━━━ Material for the task

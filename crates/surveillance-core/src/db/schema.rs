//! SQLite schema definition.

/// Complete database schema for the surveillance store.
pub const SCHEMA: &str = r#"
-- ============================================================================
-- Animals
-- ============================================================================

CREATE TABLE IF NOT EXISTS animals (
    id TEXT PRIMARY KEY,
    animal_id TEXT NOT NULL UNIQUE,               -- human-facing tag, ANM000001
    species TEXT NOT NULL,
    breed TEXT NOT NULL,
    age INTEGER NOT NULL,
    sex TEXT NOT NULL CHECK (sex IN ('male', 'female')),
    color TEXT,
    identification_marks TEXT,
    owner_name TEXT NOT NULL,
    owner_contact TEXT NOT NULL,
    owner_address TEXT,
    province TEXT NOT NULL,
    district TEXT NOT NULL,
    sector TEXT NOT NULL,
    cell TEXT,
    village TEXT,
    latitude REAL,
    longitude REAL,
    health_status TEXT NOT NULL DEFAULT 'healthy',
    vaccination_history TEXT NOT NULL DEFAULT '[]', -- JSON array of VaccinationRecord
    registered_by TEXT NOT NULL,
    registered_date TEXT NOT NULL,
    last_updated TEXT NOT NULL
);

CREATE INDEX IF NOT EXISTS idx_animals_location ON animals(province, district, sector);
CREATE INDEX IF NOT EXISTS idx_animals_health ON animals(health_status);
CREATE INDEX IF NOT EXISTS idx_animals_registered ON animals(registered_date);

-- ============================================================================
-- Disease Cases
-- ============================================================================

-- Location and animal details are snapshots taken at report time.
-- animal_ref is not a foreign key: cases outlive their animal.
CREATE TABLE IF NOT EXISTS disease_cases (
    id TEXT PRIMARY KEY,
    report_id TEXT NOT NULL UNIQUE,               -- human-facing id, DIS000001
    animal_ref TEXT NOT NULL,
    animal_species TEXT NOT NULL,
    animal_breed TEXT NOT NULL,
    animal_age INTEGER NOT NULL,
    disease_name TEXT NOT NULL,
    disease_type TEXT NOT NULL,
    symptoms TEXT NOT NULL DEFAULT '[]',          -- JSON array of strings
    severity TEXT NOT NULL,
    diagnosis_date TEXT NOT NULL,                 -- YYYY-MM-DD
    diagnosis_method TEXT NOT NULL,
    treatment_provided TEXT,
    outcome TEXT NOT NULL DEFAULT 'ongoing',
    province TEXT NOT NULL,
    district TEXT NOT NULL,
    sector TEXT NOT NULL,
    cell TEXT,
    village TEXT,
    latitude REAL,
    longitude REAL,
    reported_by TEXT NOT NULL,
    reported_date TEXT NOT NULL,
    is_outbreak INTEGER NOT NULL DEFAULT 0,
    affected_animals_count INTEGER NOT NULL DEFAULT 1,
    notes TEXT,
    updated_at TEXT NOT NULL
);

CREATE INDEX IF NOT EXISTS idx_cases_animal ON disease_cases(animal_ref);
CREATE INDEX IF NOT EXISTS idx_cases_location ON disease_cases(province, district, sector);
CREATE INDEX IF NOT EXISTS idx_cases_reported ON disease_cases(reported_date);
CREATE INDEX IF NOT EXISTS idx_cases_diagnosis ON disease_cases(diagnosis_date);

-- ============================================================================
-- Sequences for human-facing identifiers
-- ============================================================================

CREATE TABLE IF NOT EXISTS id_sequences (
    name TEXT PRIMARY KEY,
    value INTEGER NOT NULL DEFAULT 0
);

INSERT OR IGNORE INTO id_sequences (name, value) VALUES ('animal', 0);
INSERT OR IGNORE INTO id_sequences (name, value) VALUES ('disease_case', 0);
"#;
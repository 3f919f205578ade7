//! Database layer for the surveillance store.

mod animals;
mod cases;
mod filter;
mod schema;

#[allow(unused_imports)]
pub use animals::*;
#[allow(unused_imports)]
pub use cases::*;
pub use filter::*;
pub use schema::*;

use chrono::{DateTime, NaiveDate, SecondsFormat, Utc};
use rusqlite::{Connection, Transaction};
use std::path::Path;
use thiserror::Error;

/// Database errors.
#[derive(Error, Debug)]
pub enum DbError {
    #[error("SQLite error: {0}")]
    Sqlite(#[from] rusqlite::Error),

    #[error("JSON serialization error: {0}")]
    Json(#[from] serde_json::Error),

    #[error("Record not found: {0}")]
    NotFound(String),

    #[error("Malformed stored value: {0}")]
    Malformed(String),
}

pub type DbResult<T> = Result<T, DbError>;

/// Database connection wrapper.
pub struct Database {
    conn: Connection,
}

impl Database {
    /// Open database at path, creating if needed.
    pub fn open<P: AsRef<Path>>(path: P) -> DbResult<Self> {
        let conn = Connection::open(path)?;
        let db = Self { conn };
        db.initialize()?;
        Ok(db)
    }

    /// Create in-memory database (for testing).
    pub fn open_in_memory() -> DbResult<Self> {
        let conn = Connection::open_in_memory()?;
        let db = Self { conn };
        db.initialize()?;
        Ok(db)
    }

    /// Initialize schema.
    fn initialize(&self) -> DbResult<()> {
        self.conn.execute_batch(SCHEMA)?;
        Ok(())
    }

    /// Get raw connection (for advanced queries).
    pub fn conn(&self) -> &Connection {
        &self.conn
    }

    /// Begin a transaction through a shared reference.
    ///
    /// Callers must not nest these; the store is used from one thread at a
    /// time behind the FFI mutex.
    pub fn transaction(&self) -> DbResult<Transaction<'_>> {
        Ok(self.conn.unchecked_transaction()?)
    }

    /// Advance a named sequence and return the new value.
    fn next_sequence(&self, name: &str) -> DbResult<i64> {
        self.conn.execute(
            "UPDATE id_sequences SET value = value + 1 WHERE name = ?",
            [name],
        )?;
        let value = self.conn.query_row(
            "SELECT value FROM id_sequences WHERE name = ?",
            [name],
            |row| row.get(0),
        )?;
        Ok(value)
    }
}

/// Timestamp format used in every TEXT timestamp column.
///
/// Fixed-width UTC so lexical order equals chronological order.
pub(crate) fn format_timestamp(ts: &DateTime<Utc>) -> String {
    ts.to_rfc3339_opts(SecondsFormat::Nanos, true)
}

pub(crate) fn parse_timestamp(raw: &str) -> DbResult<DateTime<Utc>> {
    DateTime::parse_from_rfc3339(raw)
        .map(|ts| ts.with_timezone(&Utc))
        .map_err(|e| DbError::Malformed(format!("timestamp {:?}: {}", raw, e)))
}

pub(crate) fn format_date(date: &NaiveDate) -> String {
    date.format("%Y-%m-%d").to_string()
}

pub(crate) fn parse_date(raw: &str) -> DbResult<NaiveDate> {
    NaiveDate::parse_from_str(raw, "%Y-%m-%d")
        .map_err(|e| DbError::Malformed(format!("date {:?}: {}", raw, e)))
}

━━━━━━

- [Your task]
Print all the data exactly as shown above.

- [Response box]
filename crates/surveillance-core/src/db/schema.rs
//! SQLite schema definition.

/// Complete database schema for the surveillance store.
pub const SCHEMA: &str = r#"
-- ============================================================================
-- Animals
-- ============================================================================

CREATE TABLE IF NOT EXISTS animals (
    id TEXT PRIMARY KEY,
    animal_id TEXT NOT NULL UNIQUE,               -- human-facing tag, ANM000001
    species TEXT NOT NULL,
    breed TEXT NOT NULL,
    age INTEGER NOT NULL,
    sex TEXT NOT NULL CHECK (sex IN ('male', 'female')),
    color TEXT,
    identification_marks TEXT,
    owner_name TEXT NOT NULL,
    owner_contact TEXT NOT NULL,
    owner_address TEXT,
    province TEXT NOT NULL,
    district TEXT NOT NULL,
    sector TEXT NOT NULL,
    cell TEXT,
    village TEXT,
    latitude REAL,
    longitude REAL,
    health_status TEXT NOT NULL DEFAULT 'healthy',
    vaccination_history TEXT NOT NULL DEFAULT '[]', -- JSON array of VaccinationRecord
    registered_by TEXT NOT NULL,
    registered_date TEXT NOT NULL,
    last_updated TEXT NOT NULL
);

CREATE INDEX IF NOT EXISTS idx_animals_location ON animals(province, district, sector);
CREATE INDEX IF NOT EXISTS idx_animals_health ON animals(health_status);
CREATE INDEX IF NOT EXISTS idx_animals_registered ON animals(registered_date);

-- ============================================================================
-- Disease Cases
-- ============================================================================

-- Location and animal details are snapshots taken at report time.
-- animal_ref is not a foreign key: cases outlive their animal.
CREATE TABLE IF NOT EXISTS disease_cases (
    id TEXT PRIMARY KEY,
    report_id TEXT NOT NULL UNIQUE,               -- human-facing id, DIS000001
    animal_ref TEXT NOT NULL,
    animal_species TEXT NOT NULL,
    animal_breed TEXT NOT NULL,
    animal_age INTEGER NOT NULL,
    disease_name TEXT NOT NULL,
    disease_type TEXT NOT NULL,
    symptoms TEXT NOT NULL DEFAULT '[]',          -- JSON array of strings
    severity TEXT NOT NULL,
    diagnosis_date TEXT NOT NULL,                 -- YYYY-MM-DD
    diagnosis_method TEXT NOT NULL,
    treatment_provided TEXT,
    outcome TEXT NOT NULL DEFAULT 'ongoing',
    province TEXT NOT NULL,
    district TEXT NOT NULL,
    sector TEXT NOT NULL,
    cell TEXT,
    village TEXT,
    latitude REAL,
    longitude REAL,
    reported_by TEXT NOT NULL,
    reported_date TEXT NOT NULL,
    is_outbreak INTEGER NOT NULL DEFAULT 0,
    affected_animals_count INTEGER NOT NULL DEFAULT 1,
    notes TEXT,
    updated_at TEXT NOT NULL
);

CREATE INDEX IF NOT EXISTS idx_cases_animal ON disease_cases(animal_ref);
CREATE INDEX IF NOT EXISTS idx_cases_location ON disease_cases(province, district, sector);
CREATE INDEX IF NOT EXISTS idx_cases_reported ON disease_cases(reported_date);
CREATE INDEX IF NOT EXISTS idx_cases_diagnosis ON disease_cases(diagnosis_date);

-- ============================================================================
-- Sequences for human-facing identifiers
-- ============================================================================

CREATE TABLE IF NOT EXISTS id_sequences (
    name TEXT PRIMARY KEY,
    value INTEGER NOT NULL DEFAULT 0
);

INSERT OR IGNORE INTO id_sequences (name, value) VALUES ('animal', 0);
INSERT OR IGNORE INTO id_sequences (name, value) VALUES ('disease_case', 0);
"#;
repository 3f919f205578ade7
//! Database layer for the surveillance store.

mod animals;
mod cases;
mod filter;
mod schema;

#[allow(unused_imports)]
pub use animals::*;
#[allow(unused_imports)]
pub use cases::*;
pub use filter::*;
pub use schema::*;

use chrono::{DateTime, NaiveDate, SecondsFormat, Utc};
use rusqlite::{Connection, Transaction};
use std::path::Path;
use thiserror::Error;

/// Database errors.
#[derive(Error, Debug)]
pub enum DbError {
    #[error("SQLite error: {0}")]
    Sqlite(#[from] rusqlite::Error),

    #[error("JSON serialization error: {0}")]
    Json(#[from] serde_json::Error),

    #[error("Record not found: {0}")]
    NotFound(String),

    #[error("Malformed stored value: {0}")]
    Malformed(String),
}

pub type DbResult<T> = Result<T, DbError>;

/// Database connection wrapper.
pub struct Database {
    conn: Connection,
}

impl Database {
    /// Open database at path, creating if needed.
    pub fn open<P: AsRef<Path>>(path: P) -> DbResult<Self> {
        let conn = Connection::open(path)?;
        let db = Self { conn };
        db.initialize()?;
        Ok(db)
    }

    /// Create in-memory database (for testing).
    pub fn open_in_memory() -> DbResult<Self> {
        let conn = Connection::open_in_memory()?;
        let db = Self { conn };
        db.initialize()?;
        Ok(db)
    }

    /// Initialize schema.
    fn initialize(&self) -> DbResult<()> {
        self.conn.execute_batch(SCHEMA)?;
        Ok(())
    }

    /// Get raw connection (for advanced queries).
    pub fn conn(&self) -> &Connection {
        &self.conn
    }

    /// Begin a transaction through a shared reference.
    ///
    /// Callers must not nest these; the store is used from one thread at a
    /// time behind the FFI mutex.
    pub fn transaction(&self) -> DbResult<Transaction<'_>> {
        Ok(self.conn.unchecked_transaction()?)
    }

    /// Advance a named sequence and return the new value.
    fn next_sequence(&self, name: &str) -> DbResult<i64> {
        self.conn.execute(
            "UPDATE id_sequences SET value = value + 1 WHERE name = ?",
            [name],
        )?;
        let value = self.conn.query_row(
            "SELECT value FROM id_sequences WHERE name = ?",
            [name],
            |row| row.get(0),
        )?;
        Ok(value)
    }
}

/// Timestamp format used in every TEXT timestamp column.
///
/// Fixed-width UTC so lexical order equals chronological order.
pub(crate) fn format_timestamp(ts: &DateTime<Utc>) -> String {
    ts.to_rfc3339_opts(SecondsFormat::Nanos, true)
}

pub(crate) fn parse_timestamp(raw: &str) -> DbResult<DateTime<Utc>> {
    DateTime::parse_from_rfc3339(raw)
        .map(|ts| ts.with_timezone(&Utc))
        .map_err(|e| DbError::Malformed(format!("timestamp {:?}: {}", raw, e)))
}

pub(crate) fn format_date(date: &NaiveDate) -> String {
    date.format("%Y-%m-%d").to_string()
}

pub(crate) fn parse_date(raw: &str) -> DbResult<NaiveDate> {
    NaiveDate::parse_from_str(raw, "%Y-%m-%d")
        .map_err(|e| DbError::Malformed(format!("date {:?}: {}", raw, e)))
}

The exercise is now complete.